#### [DATA EXCERPTS]
*-*-*

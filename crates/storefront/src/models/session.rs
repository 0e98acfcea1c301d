//! Session-stored state: the signed-in user, the cart and flash notices.

pub use fashion_store_session::{CurrentUser, SessionError, sign_in, sign_out};
use serde::{Deserialize, Serialize};
use tower_sessions::Session;

/// Session keys.
pub mod keys {
    /// Key for the visitor's cart.
    pub const CART: &str = "cart";

    /// Key for the one-shot notice shown on the next page.
    pub const FLASH: &str = "flash";
}

/// Kind of flash notice, drives its styling.
#[derive(Debug, Clone, Copy, PartialEq, Eq, Serialize, Deserialize)]
#[serde(rename_all = "snake_case")]
pub enum FlashKind {
    Success,
    Info,
    Error,
}

/// A notice shown once on the next rendered page.
#[derive(Debug, Clone, PartialEq, Eq, Serialize, Deserialize)]
pub struct Flash {
    pub kind: FlashKind,
    pub message: String,
}

impl Flash {
    pub fn success(message: impl Into<String>) -> Self {
        Self {
            kind: FlashKind::Success,
            message: message.into(),
        }
    }

    pub fn info(message: impl Into<String>) -> Self {
        Self {
            kind: FlashKind::Info,
            message: message.into(),
        }
    }

    pub fn error(message: impl Into<String>) -> Self {
        Self {
            kind: FlashKind::Error,
            message: message.into(),
        }
    }

    /// CSS class for the notice.
    #[must_use]
    pub const fn css_class(&self) -> &'static str {
        match self.kind {
            FlashKind::Success => "flash flash-success",
            FlashKind::Info => "flash flash-info",
            FlashKind::Error => "flash flash-error",
        }
    }
}

/// Queue a notice for the next page.
///
/// # Errors
///
/// Returns an error if the session cannot be modified.
pub async fn set_flash(session: &Session, flash: Flash) -> Result<(), tower_sessions::session::Error> {
    session.insert(keys::FLASH, flash).await
}

/// Take the pending notice, if any. It is removed from the session.
pub async fn take_flash(session: &Session) -> Option<Flash> {
    session.remove::<Flash>(keys::FLASH).await.ok().flatten()
}

#[cfg(test)]
mod tests {
    use super::*;

    #[test]
    fn test_flash_classes() {
        assert_eq!(Flash::success("ok").css_class(), "flash flash-success");
        assert_eq!(Flash::info("note").css_class(), "flash flash-info");
        assert_eq!(Flash::error("ko").kind, FlashKind::Error);
    }
}
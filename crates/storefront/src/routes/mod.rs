//! HTTP route handlers for storefront.
//!
//! # Route Structure
//!
//! ```text
//! GET  /                       - Shop listing (?category=<uuid>)
//! GET  /health                 - Liveness check
//! GET  /health/ready           - Readiness check (data service reachable)
//!
//! # Cart
//! GET  /cart                   - Cart page
//! POST /cart/add               - Add one unit of a product variant
//! POST /cart/update            - Set a line's quantity (<= 0 removes)
//! POST /cart/remove            - Remove a line
//! POST /cart/clear             - Empty the cart
//! GET  /cart/count             - Cart count badge (fragment)
//!
//! # Checkout
//! POST /checkout               - Not available yet, keeps the cart
//!
//! # Auth
//! GET  /auth/login             - Sign-in page
//! POST /auth/login             - Sign-in action
//! POST /auth/logout            - Sign-out action
//! ```

pub mod auth;
pub mod cart;
pub mod home;

use axum::{
    Router,
    extract::State,
    http::StatusCode,
    routing::{get, post},
};

use crate::middleware::SessionCart;
use crate::models::{CurrentUser, Flash, session::take_flash};
use crate::state::AppState;

/// Data shared by every full page: header badge, signed-in user, notice.
pub struct Layout {
    pub cart_count: u64,
    pub user_email: Option<String>,
    pub is_admin: bool,
    pub admin_url: Option<String>,
    pub flash: Option<Flash>,
}

impl Layout {
    /// Build the layout for this request, consuming any pending notice.
    pub async fn new(state: &AppState, user: Option<&CurrentUser>, cart: &SessionCart) -> Self {
        Self {
            cart_count: cart.cart.total_items(),
            user_email: user.map(|u| u.identity.email.to_string()),
            is_admin: user.is_some_and(CurrentUser::is_admin),
            admin_url: state.config().admin_url.clone(),
            flash: take_flash(cart.session()).await,
        }
    }
}

/// Create the auth routes router.
pub fn auth_routes() -> Router<AppState> {
    Router::new()
        .route("/login", get(auth::login_page).post(auth::login))
        .route("/logout", post(auth::logout))
}

/// Create the cart routes router.
pub fn cart_routes() -> Router<AppState> {
    Router::new()
        .route("/", get(cart::show))
        .route("/add", post(cart::add))
        .route("/update", post(cart::update))
        .route("/remove", post(cart::remove))
        .route("/clear", post(cart::clear))
        .route("/count", get(cart::count))
}

/// Create all routes for the storefront.
pub fn routes() -> Router<AppState> {
    Router::new()
        .route("/", get(home::shop))
        .route("/health", get(health))
        .route("/health/ready", get(readiness))
        .nest("/cart", cart_routes())
        .route("/checkout", post(cart::checkout))
        .nest("/auth", auth_routes())
}

/// Liveness health check endpoint.
///
/// Returns "ok" if the server is running. Does not check dependencies.
async fn health() -> &'static str {
    "ok"
}

/// Readiness health check endpoint.
///
/// Returns 503 Service Unavailable if the data service does not answer.
async fn readiness(State(state): State<AppState>) -> StatusCode {
    match state.data().ping().await {
        Ok(()) => StatusCode::OK,
        Err(e) => {
            tracing::warn!(error = %e, "Readiness check failed");
            StatusCode::SERVICE_UNAVAILABLE
        }
    }
}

*-*-*

#### [EXERCISE]
Starting with the first entry and ending with the last, give all of them again unchanged.

#### [RESULT FOR THIS EXERCISE]
filename crates/storefront/src/models/session.rs
repository 0e98acfcea1c301d
//! Session-stored state: the signed-in user, the cart and flash notices.

pub use fashion_store_session::{CurrentUser, SessionError, sign_in, sign_out};
use serde::{Deserialize, Serialize};
use tower_sessions::Session;

/// Session keys.
pub mod keys {
    /// Key for the visitor's cart.
    pub const CART: &str = "cart";

    /// Key for the one-shot notice shown on the next page.
    pub const FLASH: &str = "flash";
}

/// Kind of flash notice, drives its styling.
#[derive(Debug, Clone, Copy, PartialEq, Eq, Serialize, Deserialize)]
#[serde(rename_all = "snake_case")]
pub enum FlashKind {
    Success,
    Info,
    Error,
}

/// A notice shown once on the next rendered page.
#[derive(Debug, Clone, PartialEq, Eq, Serialize, Deserialize)]
pub struct Flash {
    pub kind: FlashKind,
    pub message: String,
}

impl Flash {
    pub fn success(message: impl Into<String>) -> Self {
        Self {
            kind: FlashKind::Success,
            message: message.into(),
        }
    }

    pub fn info(message: impl Into<String>) -> Self {
        Self {
            kind: FlashKind::Info,
            message: message.into(),
        }
    }

    pub fn error(message: impl Into<String>) -> Self {
        Self {
            kind: FlashKind::Error,
            message: message.into(),
        }
    }

    /// CSS class for the notice.
    #[must_use]
    pub const fn css_class(&self) -> &'static str {
        match self.kind {
            FlashKind::Success => "flash flash-success",
            FlashKind::Info => "flash flash-info",
            FlashKind::Error => "flash flash-error",
        }
    }
}

/// Queue a notice for the next page.
///
/// # Errors
///
/// Returns an error if the session cannot be modified.
pub async fn set_flash(session: &Session, flash: Flash) -> Result<(), tower_sessions::session::Error> {
    session.insert(keys::FLASH, flash).await
}

/// Take the pending notice, if any. It is removed from the session.
pub async fn take_flash(session: &Session) -> Option<Flash> {
    session.remove::<Flash>(keys::FLASH).await.ok().flatten()
}

#[cfg(test)]
mod tests {
    use super::*;

    #[test]
    fn test_flash_classes() {
        assert_eq!(Flash::success("ok").css_class(), "flash flash-success");
        assert_eq!(Flash::info("note").css_class(), "flash flash-info");
        assert_eq!(Flash::error("ko").kind, FlashKind::Error);
    }
}
filename crates/storefront/src/routes/mod.rs
//! HTTP route handlers for storefront.
//!
//! # Route Structure
//!
//! ```text
//! GET  /                       - Shop listing (?category=<uuid>)
//! GET  /health                 - Liveness check
//! GET  /health/ready           - Readiness check (data service reachable)
//!
//! # Cart
//! GET  /cart                   - Cart page
//! POST /cart/add               - Add one unit of a product variant
//! POST /cart/update            - Set a line's quantity (<= 0 removes)
//! POST /cart/remove            - Remove a line
//! POST /cart/clear             - Empty the cart
//! GET  /cart/count             - Cart count badge (fragment)
//!
//! # Checkout
//! POST /checkout               - Not available yet, keeps the cart
//!
//! # Auth
//! GET  /auth/login             - Sign-in page
//! POST /auth/login             - Sign-in action
//! POST /auth/logout            - Sign-out action
//! ```

pub mod auth;
pub mod cart;
pub mod home;

use axum::{
    Router,
    extract::State,
    http::StatusCode,
    routing::{get, post},
};

use crate::middleware::SessionCart;
use crate::models::{CurrentUser, Flash, session::take_flash};
use crate::state::AppState;

/// Data shared by every full page: header badge, signed-in user, notice.
pub struct Layout {
    pub cart_count: u64,
    pub user_email: Option<String>,
    pub is_admin: bool,
    pub admin_url: Option<String>,
    pub flash: Option<Flash>,
}

impl Layout {
    /// Build the layout for this request, consuming any pending notice.
    pub async fn new(state: &AppState, user: Option<&CurrentUser>, cart: &SessionCart) -> Self {
        Self {
            cart_count: cart.cart.total_items(),
            user_email: user.map(|u| u.identity.email.to_string()),
            is_admin: user.is_some_and(CurrentUser::is_admin),
            admin_url: state.config().admin_url.clone(),
            flash: take_flash(cart.session()).await,
        }
    }
}

/// Create the auth routes router.
pub fn auth_routes() -> Router<AppState> {
    Router::new()
        .route("/login", get(auth::login_page).post(auth::login))
        .route("/logout", post(auth::logout))
}

/// Create the cart routes router.
pub fn cart_routes() -> Router<AppState> {
    Router::new()
        .route("/", get(cart::show))
        .route("/add", post(cart::add))
        .route("/update", post(cart::update))
        .route("/remove", post(cart::remove))
        .route("/clear", post(cart::clear))
        .route("/count", get(cart::count))
}

/// Create all routes for the storefront.
pub fn routes() -> Router<AppState> {
    Router::new()
        .route("/", get(home::shop))
        .route("/health", get(health))
        .route("/health/ready", get(readiness))
        .nest("/cart", cart_routes())
        .route("/checkout", post(cart::checkout))
        .nest("/auth", auth_routes())
}

/// Liveness health check endpoint.
///
/// Returns "ok" if the server is running. Does not check dependencies.
async fn health() -> &'static str {
    "ok"
}

/// Readiness health check endpoint.
///
/// Returns 503 Service Unavailable if the data service does not answer.
async fn readiness(State(state): State<AppState>) -> StatusCode {
    match state.data().ping().await {
        Ok(()) => StatusCode::OK,
        Err(e) => {
            tracing::warn!(error = %e, "Readiness check failed");
            StatusCode::SERVICE_UNAVAILABLE
        }
    }
}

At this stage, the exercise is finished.